TASK DESCRIPTION:
Say the data back exactly as it is written below.

DATA TO PROCESS:
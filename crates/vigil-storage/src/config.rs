//! Storage configuration
//!
//! Loaded from YAML (default) or TOML (by file extension); environment
//! variables take precedence over the file.

use serde::{Deserialize, Serialize};
use std::path::Path;
use tracing::warn;

use vigil_core::{Error, Result};

use crate::sqlite::SqliteKvConfig;

#[derive(Debug, Clone, Copy, Default, PartialEq, Eq, Serialize, Deserialize)]
#[serde(rename_all = "lowercase")]
pub enum StoreBackend {
    #[default]
    Memory,
    Sqlite,
}

#[derive(Debug, Clone, Default, PartialEq, Eq, Serialize, Deserialize)]
pub struct StoreConfig {
    #[serde(default)]
    pub backend: StoreBackend,

    #[serde(default)]
    pub sqlite: SqliteKvConfig,
}

impl StoreConfig {
    pub fn from_file(path: impl AsRef<Path>) -> Result<Self> {
        let path = path.as_ref();
        let contents = std::fs::read_to_string(path)?;

        let config = if path.extension().and_then(|s| s.to_str()) == Some("toml") {
            toml::from_str(&contents)
                .map_err(|e| Error::Config(format!("Invalid TOML: {}", e)))?
        } else {
            serde_yaml::from_str(&contents)
                .map_err(|e| Error::Config(format!("Invalid YAML: {}", e)))?
        };

        Ok(config)
    }

    /// Merge environment variables into config (env vars take precedence)
    pub fn merge_env(&mut self) {
        if let Ok(val) = std::env::var("VIGIL_STORE_BACKEND") {
            match val.to_lowercase().as_str() {
                "memory" => self.backend = StoreBackend::Memory,
                "sqlite" => self.backend = StoreBackend::Sqlite,
                _ => warn!("Invalid VIGIL_STORE_BACKEND '{}', keeping {:?}", val, self.backend),
            }
        }

        if let Ok(path) = std::env::var("VIGIL_SQLITE_PATH") {
            self.sqlite.path = path;
        }
    }
}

SOLUTION TO THE PROBLEM:
filename crates/vigil-storage/src/config.rs
//! Storage configuration
//!
//! Loaded from YAML (default) or TOML (by file extension); environment
//! variables take precedence over the file.

use serde::{Deserialize, Serialize};
use std::path::Path;
use tracing::warn;

use vigil_core::{Error, Result};

use crate::sqlite::SqliteKvConfig;

#[derive(Debug, Clone, Copy, Default, PartialEq, Eq, Serialize, Deserialize)]
#[serde(rename_all = "lowercase")]
pub enum StoreBackend {
    #[default]
    Memory,
    Sqlite,
}

#[derive(Debug, Clone, Default, PartialEq, Eq, Serialize, Deserialize)]
pub struct StoreConfig {
    #[serde(default)]
    pub backend: StoreBackend,

    #[serde(default)]
    pub sqlite: SqliteKvConfig,
}

impl StoreConfig {
    pub fn from_file(path: impl AsRef<Path>) -> Result<Self> {
        let path = path.as_ref();
        let contents = std::fs::read_to_string(path)?;

        let config = if path.extension().and_then(|s| s.to_str()) == Some("toml") {
            toml::from_str(&contents)
                .map_err(|e| Error::Config(format!("Invalid TOML: {}", e)))?
        } else {
            serde_yaml::from_str(&contents)
                .map_err(|e| Error::Config(format!("Invalid YAML: {}", e)))?
        };

        Ok(config)
    }

    /// Merge environment variables into config (env vars take precedence)
    pub fn merge_env(&mut self) {
        if let Ok(val) = std::env::var("VIGIL_STORE_BACKEND") {
            match val.to_lowercase().as_str() {
                "memory" => self.backend = StoreBackend::Memory,
                "sqlite" => self.backend = StoreBackend::Sqlite,
                _ => warn!("Invalid VIGIL_STORE_BACKEND '{}', keeping {:?}", val, self.backend),
            }
        }

        if let Ok(path) = std::env::var("VIGIL_SQLITE_PATH") {
            self.sqlite.path = path;
        }
    }
}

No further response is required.